----- Extracted records -----

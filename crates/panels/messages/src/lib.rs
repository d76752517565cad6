//! Controller for the system communications view: a searchable conversation
//! list plus the message thread of the selected conversation.
//!
//! Conversations flow through the shared query engine (search by name, most
//! recent activity first); threads are plain per-conversation data owned by
//! the panel and untouched by queries.

#![warn(missing_docs, rustdoc::broken_intra_doc_links)]

use std::collections::BTreeMap;

use chrono::{DateTime, Utc};
use query_engine::{apply, ConfigError, FieldKind, Query, QueryView, Record, Schema};
use serde::{Deserialize, Serialize};

/// Record fields the conversation list expects on every row.
pub mod fields {
    /// Display name of the counterpart.
    pub const NAME: &str = "name";
    /// Preview of the latest message.
    pub const LAST_MESSAGE: &str = "last_message";
    /// Unread message count.
    pub const UNREAD: &str = "unread";
    /// Instant of the latest activity; drives the list order.
    pub const LAST_ACTIVE: &str = "last_active";
}

/// Delivery state of an outgoing message.
#[derive(Debug, Clone, Copy, PartialEq, Eq, Serialize, Deserialize)]
#[serde(rename_all = "kebab-case")]
pub enum DeliveryStatus {
    /// Accepted by the server.
    Sent,
    /// Reached the recipient.
    Delivered,
    /// Seen by the recipient.
    Read,
}

/// Direction of one message relative to the session user.
#[derive(Debug, Clone, Copy, PartialEq, Eq, Serialize, Deserialize)]
#[serde(rename_all = "kebab-case")]
pub enum Direction {
    /// Sent to the session user.
    Incoming,
    /// Sent by the session user.
    Outgoing,
}

/// One message inside a conversation thread.
#[derive(Debug, Clone, PartialEq, Eq, Serialize, Deserialize)]
pub struct ChatMessage {
    /// Display name of the author.
    pub sender: String,
    /// Message body.
    pub body: String,
    /// Instant the message was sent.
    pub sent_at: DateTime<Utc>,
    /// Delivery state.
    pub status: DeliveryStatus,
    /// Direction relative to the session user.
    pub direction: Direction,
}

/// Owns the conversation records, their threads, and the list query.
#[derive(Debug, Clone, PartialEq)]
pub struct MessagesPanel {
    conversations: Vec<Record>,
    threads: BTreeMap<String, Vec<ChatMessage>>,
    schema: Schema,
    query: Query,
    view: QueryView,
    selected: Option<String>,
}

impl MessagesPanel {
    /// Builds the controller over host-supplied conversations and threads.
    /// The most recently active conversation is selected initially.
    ///
    /// # Errors
    ///
    /// Fails fast with [`ConfigError`] when a conversation record is missing
    /// an expected field or its activity instant is not a timestamp.
    pub fn new(
        conversations: Vec<Record>,
        threads: BTreeMap<String, Vec<ChatMessage>>,
    ) -> Result<Self, ConfigError> {
        let schema = Schema::new()
            .with(fields::NAME, FieldKind::Text)
            .with(fields::LAST_MESSAGE, FieldKind::Text)
            .with(fields::UNREAD, FieldKind::Numeric)
            .with(fields::LAST_ACTIVE, FieldKind::Timestamp);

        let mut query = Query::sorted_by(fields::LAST_ACTIVE);
        query.search_fields = vec![fields::NAME.to_string()];

        let view = apply(&conversations, &schema, &query)?;
        let selected = view.rows.first().map(|record| record.id.as_str().to_string());
        Ok(Self {
            conversations,
            threads,
            schema,
            query,
            view,
            selected,
        })
    }

    /// Replaces the conversation search text and refreshes the list.
    ///
    /// The selection is kept even when the selected conversation is filtered
    /// out of the visible list.
    pub fn set_search(&mut self, text: impl Into<String>) -> Result<(), ConfigError> {
        self.query.search_text = text.into();
        self.view = apply(&self.conversations, &self.schema, &self.query)?;
        Ok(())
    }

    /// Selects the conversation with id `id`.
    ///
    /// Selecting an id that names no conversation leaves the current
    /// selection unchanged and returns `false`.
    pub fn select(&mut self, id: &str) -> bool {
        let exists = self
            .conversations
            .iter()
            .any(|record| record.id.as_str() == id);
        if exists {
            self.selected = Some(id.to_string());
        }
        exists
    }

    /// Filtered conversation list, most recent activity first.
    pub fn conversations(&self) -> &QueryView {
        &self.view
    }

    /// Currently selected conversation record, if any.
    pub fn selected(&self) -> Option<&Record> {
        let id = self.selected.as_deref()?;
        self.conversations
            .iter()
            .find(|record| record.id.as_str() == id)
    }

    /// Message thread of the selected conversation; empty when nothing is
    /// selected or the conversation has no messages.
    pub fn thread(&self) -> &[ChatMessage] {
        self.selected
            .as_deref()
            .and_then(|id| self.threads.get(id))
            .map(Vec::as_slice)
            .unwrap_or(&[])
    }

    /// Current search text.
    pub fn search_text(&self) -> &str {
        &self.query.search_text
    }
}

#[cfg(test)]
mod tests {
    use chrono::TimeZone;
    use pretty_assertions::assert_eq;
    use query_engine::FieldValue;

    use super::*;

    fn minutes_ago(minutes: i64) -> DateTime<Utc> {
        Utc.with_ymd_and_hms(2024, 1, 15, 15, 0, 0).single().expect("valid date")
            - chrono::Duration::minutes(minutes)
    }

    fn conversation(id: &str, name: &str, unread: f64, last: &str, minutes: i64) -> Record {
        Record::new(id)
            .with(fields::NAME, FieldValue::text(name))
            .with(fields::LAST_MESSAGE, FieldValue::text(last))
            .with(fields::UNREAD, FieldValue::number(unread))
            .with(fields::LAST_ACTIVE, FieldValue::timestamp(minutes_ago(minutes)))
    }

    fn sample() -> Vec<Record> {
        vec![
            conversation("support", "Support Desk", 0.0, "Ticket resolved", 60),
            conversation("admin", "System Admin", 3.0, "Server maintenance scheduled", 2),
            conversation("dev", "Dev Team", 2.0, "New deployment ready", 180),
            conversation("security", "Security Team", 1.0, "Login attempt detected", 15),
        ]
    }

    fn thread_for(id: &str) -> (String, Vec<ChatMessage>) {
        (
            id.to_string(),
            vec![ChatMessage {
                sender: "System Admin".to_string(),
                body: format!("thread for {id}"),
                sent_at: minutes_ago(5),
                status: DeliveryStatus::Read,
                direction: Direction::Incoming,
            }],
        )
    }

    fn panel() -> MessagesPanel {
        let threads = [thread_for("admin"), thread_for("security")]
            .into_iter()
            .collect();
        MessagesPanel::new(sample(), threads).expect("panel")
    }

    fn names(panel: &MessagesPanel) -> Vec<String> {
        panel
            .conversations()
            .rows
            .iter()
            .map(|record| record.field(fields::NAME).expect("name").display_form())
            .collect()
    }

    #[test]
    fn conversations_are_ordered_by_most_recent_activity() {
        let panel = panel();
        assert_eq!(
            names(&panel),
            vec!["System Admin", "Security Team", "Support Desk", "Dev Team"]
        );
    }

    #[test]
    fn most_recent_conversation_is_selected_initially() {
        let panel = panel();
        assert_eq!(panel.selected().expect("selection").id.as_str(), "admin");
        assert_eq!(panel.thread().len(), 1);
    }

    #[test]
    fn search_filters_by_name_case_insensitively() {
        let mut panel = panel();
        panel.set_search("TEAM").expect("search");
        assert_eq!(names(&panel), vec!["Security Team", "Dev Team"]);
        assert_eq!(panel.conversations().total_matched, 2);
    }

    #[test]
    fn search_does_not_disturb_the_selection() {
        let mut panel = panel();
        panel.set_search("support").expect("search");
        assert_eq!(names(&panel), vec!["Support Desk"]);
        assert_eq!(panel.selected().expect("selection").id.as_str(), "admin");
    }

    #[test]
    fn selecting_a_missing_conversation_is_rejected() {
        let mut panel = panel();
        assert!(panel.select("security"));
        assert_eq!(panel.selected().expect("selection").id.as_str(), "security");

        assert!(!panel.select("nobody"));
        assert_eq!(panel.selected().expect("selection").id.as_str(), "security");
    }

    #[test]
    fn conversations_without_threads_read_as_empty() {
        let mut panel = panel();
        panel.select("dev");
        assert!(panel.thread().is_empty());
    }
}
//! Shared contracts between the simulated terminal shell, the data panels, and
//! rendering hosts.
//!
//! This crate is intentionally host-agnostic. It defines the panel vocabulary,
//! interpreter outcomes, and transcript payloads without depending on any
//! rendering layer or on the shell engine itself.

#![warn(missing_docs, rustdoc::broken_intra_doc_links)]

use chrono::{DateTime, Utc};
use serde::{Deserialize, Serialize};

/// One of the mutually exclusive data-display panels reachable from the shell.
#[derive(Debug, Clone, Copy, PartialEq, Eq, PartialOrd, Ord, Hash, Serialize, Deserialize)]
#[serde(rename_all = "kebab-case")]
pub enum PanelId {
    /// Admin analytics dashboard with the paginated user table.
    Dashboard,
    /// System communications view (conversations and threads).
    Messages,
    /// Critical notifications and alerts view.
    Important,
}

impl PanelId {
    /// Stable lowercase name used in transcript entries and loading messages.
    pub fn name(self) -> &'static str {
        match self {
            Self::Dashboard => "dashboard",
            Self::Messages => "messages",
            Self::Important => "important",
        }
    }

    /// Human-readable message recorded when the shell navigates to this panel.
    pub fn loading_message(self) -> String {
        format!("Loading {}...", self.name())
    }
}

/// Which view the host should currently render.
#[derive(Debug, Clone, Copy, PartialEq, Eq, Serialize, Deserialize)]
#[serde(tag = "kind", rename_all = "kebab-case")]
pub enum ActiveView {
    /// The interactive shell prompt.
    Shell,
    /// One of the data panels.
    Panel {
        /// Panel currently occupying the view.
        panel: PanelId,
    },
}

impl Default for ActiveView {
    fn default() -> Self {
        Self::Shell
    }
}

/// Outcome of interpreting one submitted command line.
///
/// Exactly one variant is produced per processed input; there is no failure
/// mode, only the [`CommandResult::Unknown`] classification.
#[derive(Debug, Clone, PartialEq, Eq, Serialize, Deserialize)]
#[serde(tag = "kind", rename_all = "kebab-case")]
pub enum CommandResult {
    /// Emit fixed text into the transcript.
    Text {
        /// Output text for the transcript entry.
        output: String,
    },
    /// Wipe the transcript without appending an entry.
    ClearTranscript,
    /// Switch the active view to a panel.
    Navigate {
        /// Destination panel.
        panel: PanelId,
    },
    /// Hide the terminal permanently for this session.
    Terminate,
    /// The input matched no recognized command.
    Unknown {
        /// Trimmed original input, preserved for the error message.
        input: String,
    },
}

/// One command/output pair in the shell transcript.
///
/// Entries are append-only; they are never edited or removed except by a full
/// transcript clear.
#[derive(Debug, Clone, PartialEq, Eq, Serialize, Deserialize)]
pub struct TranscriptEntry {
    /// Command text as submitted (trimmed).
    pub command: String,
    /// Output text rendered beneath the command.
    pub output: String,
    /// Instant the entry was recorded, supplied by the host.
    pub timestamp: DateTime<Utc>,
}

#[cfg(test)]
mod tests {
    use pretty_assertions::assert_eq;

    use super::*;

    #[test]
    fn panel_names_are_stable() {
        assert_eq!(PanelId::Dashboard.name(), "dashboard");
        assert_eq!(PanelId::Messages.name(), "messages");
        assert_eq!(PanelId::Important.name(), "important");
    }

    #[test]
    fn loading_message_uses_panel_name() {
        assert_eq!(PanelId::Dashboard.loading_message(), "Loading dashboard...");
        assert_eq!(PanelId::Important.loading_message(), "Loading important...");
    }

    #[test]
    fn command_result_round_trips_as_tagged_json() {
        let result = CommandResult::Navigate {
            panel: PanelId::Messages,
        };
        let json = serde_json::to_value(&result).expect("serialize");
        assert_eq!(json["kind"], "navigate");
        assert_eq!(json["panel"], "messages");
        let back: CommandResult = serde_json::from_value(json).expect("deserialize");
        assert_eq!(back, result);
    }
}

-----

Exercise aim: Which lines should be output? Exactly those from the first line of the data through the line containing "the list query.", inclusive.

Response to this exercise:
filename crates/panels/messages/src/lib.rs
repository d76752517565cad6
//! Controller for the system communications view: a searchable conversation
//! list plus the message thread of the selected conversation.
//!
//! Conversations flow through the shared query engine (search by name, most
//! recent activity first); threads are plain per-conversation data owned by
//! the panel and untouched by queries.

#![warn(missing_docs, rustdoc::broken_intra_doc_links)]

use std::collections::BTreeMap;

use chrono::{DateTime, Utc};
use query_engine::{apply, ConfigError, FieldKind, Query, QueryView, Record, Schema};
use serde::{Deserialize, Serialize};

/// Record fields the conversation list expects on every row.
pub mod fields {
    /// Display name of the counterpart.
    pub const NAME: &str = "name";
    /// Preview of the latest message.
    pub const LAST_MESSAGE: &str = "last_message";
    /// Unread message count.
    pub const UNREAD: &str = "unread";
    /// Instant of the latest activity; drives the list order.
    pub const LAST_ACTIVE: &str = "last_active";
}

/// Delivery state of an outgoing message.
#[derive(Debug, Clone, Copy, PartialEq, Eq, Serialize, Deserialize)]
#[serde(rename_all = "kebab-case")]
pub enum DeliveryStatus {
    /// Accepted by the server.
    Sent,
    /// Reached the recipient.
    Delivered,
    /// Seen by the recipient.
    Read,
}

/// Direction of one message relative to the session user.
#[derive(Debug, Clone, Copy, PartialEq, Eq, Serialize, Deserialize)]
#[serde(rename_all = "kebab-case")]
pub enum Direction {
    /// Sent to the session user.
    Incoming,
    /// Sent by the session user.
    Outgoing,
}

/// One message inside a conversation thread.
#[derive(Debug, Clone, PartialEq, Eq, Serialize, Deserialize)]
pub struct ChatMessage {
    /// Display name of the author.
    pub sender: String,
    /// Message body.
    pub body: String,
    /// Instant the message was sent.
    pub sent_at: DateTime<Utc>,
    /// Delivery state.
    pub status: DeliveryStatus,
    /// Direction relative to the session user.
    pub direction: Direction,
}

/// Owns the conversation records, their threads, and the list query.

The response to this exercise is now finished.